# [What you have to do]
Of the lines below, count those containing the word "primes". Reply with the number alone.

# [Saved data entries]
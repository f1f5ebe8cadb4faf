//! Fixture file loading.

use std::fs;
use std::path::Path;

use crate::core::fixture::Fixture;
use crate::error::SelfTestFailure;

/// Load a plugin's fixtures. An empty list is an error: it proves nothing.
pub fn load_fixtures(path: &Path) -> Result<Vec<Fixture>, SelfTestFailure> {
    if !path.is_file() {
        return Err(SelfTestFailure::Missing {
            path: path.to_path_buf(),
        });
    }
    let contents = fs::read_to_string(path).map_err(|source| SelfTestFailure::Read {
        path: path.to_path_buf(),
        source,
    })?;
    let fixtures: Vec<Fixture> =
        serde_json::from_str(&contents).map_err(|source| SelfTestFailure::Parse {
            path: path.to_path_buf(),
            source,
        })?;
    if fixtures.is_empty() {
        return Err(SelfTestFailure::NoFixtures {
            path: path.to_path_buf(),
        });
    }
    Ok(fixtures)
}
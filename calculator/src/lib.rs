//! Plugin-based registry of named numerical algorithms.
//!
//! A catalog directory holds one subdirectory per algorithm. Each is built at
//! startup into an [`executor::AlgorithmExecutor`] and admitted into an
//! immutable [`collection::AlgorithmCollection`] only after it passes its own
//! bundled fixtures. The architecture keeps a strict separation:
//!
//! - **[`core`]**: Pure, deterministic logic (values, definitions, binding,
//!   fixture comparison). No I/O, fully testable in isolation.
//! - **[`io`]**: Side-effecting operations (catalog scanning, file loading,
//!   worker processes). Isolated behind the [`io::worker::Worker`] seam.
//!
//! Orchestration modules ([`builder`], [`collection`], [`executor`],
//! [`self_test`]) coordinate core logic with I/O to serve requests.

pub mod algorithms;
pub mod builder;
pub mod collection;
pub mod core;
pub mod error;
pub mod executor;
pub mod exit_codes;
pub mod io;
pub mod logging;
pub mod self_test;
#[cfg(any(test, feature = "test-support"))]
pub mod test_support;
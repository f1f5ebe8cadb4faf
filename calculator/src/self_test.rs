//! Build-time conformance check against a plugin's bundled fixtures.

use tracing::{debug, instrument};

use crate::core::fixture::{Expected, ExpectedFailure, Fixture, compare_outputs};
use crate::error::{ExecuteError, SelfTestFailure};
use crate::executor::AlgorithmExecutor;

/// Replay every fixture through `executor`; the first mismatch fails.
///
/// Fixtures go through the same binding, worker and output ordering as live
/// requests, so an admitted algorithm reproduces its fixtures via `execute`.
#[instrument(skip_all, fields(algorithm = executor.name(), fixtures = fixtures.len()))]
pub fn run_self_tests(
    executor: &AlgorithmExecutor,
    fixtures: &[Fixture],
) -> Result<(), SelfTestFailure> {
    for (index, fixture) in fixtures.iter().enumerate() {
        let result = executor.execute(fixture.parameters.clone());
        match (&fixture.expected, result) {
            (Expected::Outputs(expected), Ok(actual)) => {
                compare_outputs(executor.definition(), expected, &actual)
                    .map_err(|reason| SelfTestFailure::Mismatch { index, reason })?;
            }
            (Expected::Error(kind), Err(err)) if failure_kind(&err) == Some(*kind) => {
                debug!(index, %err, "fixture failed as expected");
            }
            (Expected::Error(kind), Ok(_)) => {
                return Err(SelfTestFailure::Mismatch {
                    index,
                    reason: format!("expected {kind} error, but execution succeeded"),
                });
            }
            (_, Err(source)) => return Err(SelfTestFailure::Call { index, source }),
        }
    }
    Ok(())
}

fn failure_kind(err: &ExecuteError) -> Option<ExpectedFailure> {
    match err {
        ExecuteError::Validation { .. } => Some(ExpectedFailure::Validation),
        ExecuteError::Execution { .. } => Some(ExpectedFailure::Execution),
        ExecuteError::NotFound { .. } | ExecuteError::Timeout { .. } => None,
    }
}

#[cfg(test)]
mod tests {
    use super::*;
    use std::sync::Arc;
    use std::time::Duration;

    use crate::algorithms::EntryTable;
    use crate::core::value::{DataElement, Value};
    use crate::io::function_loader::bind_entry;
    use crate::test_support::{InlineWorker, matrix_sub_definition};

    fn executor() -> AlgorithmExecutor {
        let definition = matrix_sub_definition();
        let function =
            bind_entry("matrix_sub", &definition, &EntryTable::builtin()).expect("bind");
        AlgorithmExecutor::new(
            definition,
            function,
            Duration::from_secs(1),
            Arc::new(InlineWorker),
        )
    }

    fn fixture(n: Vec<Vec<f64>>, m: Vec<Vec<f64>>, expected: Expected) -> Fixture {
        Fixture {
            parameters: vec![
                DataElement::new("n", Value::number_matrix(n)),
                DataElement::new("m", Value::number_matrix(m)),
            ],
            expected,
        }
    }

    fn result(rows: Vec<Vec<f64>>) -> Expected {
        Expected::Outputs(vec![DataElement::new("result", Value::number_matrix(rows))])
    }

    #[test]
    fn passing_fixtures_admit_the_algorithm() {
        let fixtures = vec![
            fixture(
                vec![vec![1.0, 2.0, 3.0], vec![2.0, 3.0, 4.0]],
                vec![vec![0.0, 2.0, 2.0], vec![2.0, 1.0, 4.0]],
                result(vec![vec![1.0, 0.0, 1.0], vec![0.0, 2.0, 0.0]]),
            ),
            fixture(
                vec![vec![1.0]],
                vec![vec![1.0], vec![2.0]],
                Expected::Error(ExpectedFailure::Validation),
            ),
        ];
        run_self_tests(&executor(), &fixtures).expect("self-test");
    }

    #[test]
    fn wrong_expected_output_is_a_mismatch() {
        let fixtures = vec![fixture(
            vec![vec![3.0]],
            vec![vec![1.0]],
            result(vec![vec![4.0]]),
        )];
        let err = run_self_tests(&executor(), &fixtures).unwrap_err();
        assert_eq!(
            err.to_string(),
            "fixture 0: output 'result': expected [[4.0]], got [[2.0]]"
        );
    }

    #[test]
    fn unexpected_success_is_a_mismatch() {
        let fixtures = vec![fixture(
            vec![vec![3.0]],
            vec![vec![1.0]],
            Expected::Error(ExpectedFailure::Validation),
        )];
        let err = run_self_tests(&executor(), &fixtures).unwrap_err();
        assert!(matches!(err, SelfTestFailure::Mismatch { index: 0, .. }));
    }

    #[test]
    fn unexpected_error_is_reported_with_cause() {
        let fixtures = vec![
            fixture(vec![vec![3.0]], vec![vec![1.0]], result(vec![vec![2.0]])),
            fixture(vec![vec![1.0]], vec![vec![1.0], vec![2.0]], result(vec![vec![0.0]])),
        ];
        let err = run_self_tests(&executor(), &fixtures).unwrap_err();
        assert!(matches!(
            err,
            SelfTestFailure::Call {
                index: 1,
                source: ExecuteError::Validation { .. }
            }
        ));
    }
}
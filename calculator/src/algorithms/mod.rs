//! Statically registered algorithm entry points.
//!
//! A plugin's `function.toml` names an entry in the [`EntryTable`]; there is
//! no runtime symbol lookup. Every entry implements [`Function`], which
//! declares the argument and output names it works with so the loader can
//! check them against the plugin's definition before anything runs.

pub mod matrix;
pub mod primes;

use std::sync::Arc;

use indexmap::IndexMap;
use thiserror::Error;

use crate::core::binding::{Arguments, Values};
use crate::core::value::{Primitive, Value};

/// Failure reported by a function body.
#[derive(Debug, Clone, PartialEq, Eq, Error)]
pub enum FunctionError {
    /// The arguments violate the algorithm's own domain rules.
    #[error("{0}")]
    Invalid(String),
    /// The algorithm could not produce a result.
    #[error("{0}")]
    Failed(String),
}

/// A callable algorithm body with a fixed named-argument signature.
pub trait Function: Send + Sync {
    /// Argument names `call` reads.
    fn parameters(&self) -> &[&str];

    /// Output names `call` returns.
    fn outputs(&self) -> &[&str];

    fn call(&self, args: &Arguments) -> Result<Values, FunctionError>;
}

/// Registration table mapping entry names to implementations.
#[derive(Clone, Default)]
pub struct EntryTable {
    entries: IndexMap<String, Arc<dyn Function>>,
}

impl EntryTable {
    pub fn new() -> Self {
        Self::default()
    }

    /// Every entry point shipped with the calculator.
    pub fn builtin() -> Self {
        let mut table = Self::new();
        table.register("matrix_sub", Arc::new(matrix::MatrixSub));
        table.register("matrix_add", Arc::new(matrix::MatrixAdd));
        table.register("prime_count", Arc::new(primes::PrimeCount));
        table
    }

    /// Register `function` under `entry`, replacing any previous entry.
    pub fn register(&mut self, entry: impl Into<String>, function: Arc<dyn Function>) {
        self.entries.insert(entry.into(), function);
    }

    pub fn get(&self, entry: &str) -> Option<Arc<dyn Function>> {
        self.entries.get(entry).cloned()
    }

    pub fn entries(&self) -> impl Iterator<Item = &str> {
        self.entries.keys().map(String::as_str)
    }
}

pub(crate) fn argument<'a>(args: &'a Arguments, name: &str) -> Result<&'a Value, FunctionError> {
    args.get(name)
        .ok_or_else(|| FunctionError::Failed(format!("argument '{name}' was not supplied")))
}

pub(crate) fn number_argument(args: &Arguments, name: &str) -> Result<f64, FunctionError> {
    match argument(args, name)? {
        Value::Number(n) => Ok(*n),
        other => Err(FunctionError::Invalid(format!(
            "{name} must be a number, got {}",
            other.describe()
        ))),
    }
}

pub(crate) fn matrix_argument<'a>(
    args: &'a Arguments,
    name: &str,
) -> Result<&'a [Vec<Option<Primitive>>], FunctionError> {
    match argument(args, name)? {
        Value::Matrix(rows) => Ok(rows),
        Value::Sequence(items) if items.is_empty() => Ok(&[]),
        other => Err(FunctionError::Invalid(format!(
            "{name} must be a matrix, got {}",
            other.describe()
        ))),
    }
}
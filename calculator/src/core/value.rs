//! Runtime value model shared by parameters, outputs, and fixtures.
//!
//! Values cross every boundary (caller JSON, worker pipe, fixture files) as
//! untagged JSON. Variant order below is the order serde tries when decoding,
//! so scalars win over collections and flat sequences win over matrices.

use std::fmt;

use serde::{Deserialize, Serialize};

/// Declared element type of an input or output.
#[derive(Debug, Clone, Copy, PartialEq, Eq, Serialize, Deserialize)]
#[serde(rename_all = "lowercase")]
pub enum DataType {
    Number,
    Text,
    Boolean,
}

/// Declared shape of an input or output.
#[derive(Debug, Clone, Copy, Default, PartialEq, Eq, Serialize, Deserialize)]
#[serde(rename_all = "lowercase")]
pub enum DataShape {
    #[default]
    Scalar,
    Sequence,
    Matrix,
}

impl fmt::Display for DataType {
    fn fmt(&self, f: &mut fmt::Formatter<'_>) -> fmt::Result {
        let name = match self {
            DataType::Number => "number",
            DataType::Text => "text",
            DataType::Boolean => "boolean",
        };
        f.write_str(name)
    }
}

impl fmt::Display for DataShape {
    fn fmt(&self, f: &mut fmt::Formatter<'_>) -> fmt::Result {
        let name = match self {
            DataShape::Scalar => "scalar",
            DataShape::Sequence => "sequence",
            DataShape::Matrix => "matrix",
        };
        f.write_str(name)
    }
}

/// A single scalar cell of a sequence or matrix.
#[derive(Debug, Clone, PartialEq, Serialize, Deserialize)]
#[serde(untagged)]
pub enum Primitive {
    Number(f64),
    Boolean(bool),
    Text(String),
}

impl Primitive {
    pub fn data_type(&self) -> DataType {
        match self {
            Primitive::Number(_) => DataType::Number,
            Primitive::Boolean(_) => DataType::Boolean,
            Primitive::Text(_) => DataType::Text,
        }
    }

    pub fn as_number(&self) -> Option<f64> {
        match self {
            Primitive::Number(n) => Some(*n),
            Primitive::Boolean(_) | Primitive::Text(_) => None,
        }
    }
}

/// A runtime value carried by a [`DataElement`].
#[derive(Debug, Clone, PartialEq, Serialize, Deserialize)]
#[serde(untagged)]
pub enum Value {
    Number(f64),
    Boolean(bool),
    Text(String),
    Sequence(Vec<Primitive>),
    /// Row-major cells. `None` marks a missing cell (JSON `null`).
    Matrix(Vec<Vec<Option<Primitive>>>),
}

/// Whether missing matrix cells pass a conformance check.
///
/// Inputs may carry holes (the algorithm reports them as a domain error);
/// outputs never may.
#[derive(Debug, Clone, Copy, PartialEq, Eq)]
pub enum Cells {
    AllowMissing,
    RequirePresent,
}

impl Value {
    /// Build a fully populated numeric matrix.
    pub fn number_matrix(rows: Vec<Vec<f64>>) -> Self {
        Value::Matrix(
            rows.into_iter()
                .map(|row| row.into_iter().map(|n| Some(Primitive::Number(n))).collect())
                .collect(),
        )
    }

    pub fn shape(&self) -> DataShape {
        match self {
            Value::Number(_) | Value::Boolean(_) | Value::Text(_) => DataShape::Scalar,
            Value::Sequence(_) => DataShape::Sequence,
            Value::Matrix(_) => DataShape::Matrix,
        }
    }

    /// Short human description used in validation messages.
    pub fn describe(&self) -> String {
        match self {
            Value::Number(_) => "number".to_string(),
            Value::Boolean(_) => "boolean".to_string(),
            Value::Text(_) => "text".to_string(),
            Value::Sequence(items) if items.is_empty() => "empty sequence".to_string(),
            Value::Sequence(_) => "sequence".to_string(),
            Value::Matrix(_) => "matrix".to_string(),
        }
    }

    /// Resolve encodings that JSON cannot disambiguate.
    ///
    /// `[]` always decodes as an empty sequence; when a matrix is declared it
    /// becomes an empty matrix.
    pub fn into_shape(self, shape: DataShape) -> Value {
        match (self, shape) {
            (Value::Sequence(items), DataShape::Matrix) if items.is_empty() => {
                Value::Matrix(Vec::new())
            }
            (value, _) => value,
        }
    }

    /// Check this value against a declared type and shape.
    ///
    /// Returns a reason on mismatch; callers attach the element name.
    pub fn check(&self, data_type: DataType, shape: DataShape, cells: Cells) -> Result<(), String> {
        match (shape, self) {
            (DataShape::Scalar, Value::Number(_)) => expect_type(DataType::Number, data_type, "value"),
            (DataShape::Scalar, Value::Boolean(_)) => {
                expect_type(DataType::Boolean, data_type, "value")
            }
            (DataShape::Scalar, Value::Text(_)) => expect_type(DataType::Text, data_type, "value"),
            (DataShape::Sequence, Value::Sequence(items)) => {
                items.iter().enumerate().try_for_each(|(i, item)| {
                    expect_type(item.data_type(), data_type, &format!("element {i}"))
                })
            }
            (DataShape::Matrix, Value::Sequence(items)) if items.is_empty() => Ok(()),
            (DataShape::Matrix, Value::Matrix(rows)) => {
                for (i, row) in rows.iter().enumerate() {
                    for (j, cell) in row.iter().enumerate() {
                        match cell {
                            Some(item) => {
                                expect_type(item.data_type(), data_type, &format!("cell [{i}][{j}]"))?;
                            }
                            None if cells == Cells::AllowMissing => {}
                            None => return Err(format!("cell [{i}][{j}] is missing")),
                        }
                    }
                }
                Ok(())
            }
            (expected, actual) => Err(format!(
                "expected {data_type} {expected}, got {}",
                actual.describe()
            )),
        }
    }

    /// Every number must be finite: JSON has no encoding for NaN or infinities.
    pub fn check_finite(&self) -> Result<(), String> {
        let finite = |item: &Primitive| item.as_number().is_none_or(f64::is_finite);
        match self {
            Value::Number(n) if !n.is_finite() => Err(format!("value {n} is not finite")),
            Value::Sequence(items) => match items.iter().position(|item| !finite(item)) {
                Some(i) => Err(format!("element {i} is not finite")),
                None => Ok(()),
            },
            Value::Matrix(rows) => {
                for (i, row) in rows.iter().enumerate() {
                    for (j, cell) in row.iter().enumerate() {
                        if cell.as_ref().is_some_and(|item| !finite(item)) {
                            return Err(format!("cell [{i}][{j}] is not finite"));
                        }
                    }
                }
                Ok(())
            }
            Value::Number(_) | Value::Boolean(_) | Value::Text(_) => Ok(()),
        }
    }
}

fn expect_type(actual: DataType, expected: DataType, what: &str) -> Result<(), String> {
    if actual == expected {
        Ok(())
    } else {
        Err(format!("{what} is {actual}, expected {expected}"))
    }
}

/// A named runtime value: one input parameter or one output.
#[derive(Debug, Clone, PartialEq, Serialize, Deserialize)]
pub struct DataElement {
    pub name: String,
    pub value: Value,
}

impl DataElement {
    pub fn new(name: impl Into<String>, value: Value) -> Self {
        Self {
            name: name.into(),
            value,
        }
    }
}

# [Exercise output]
2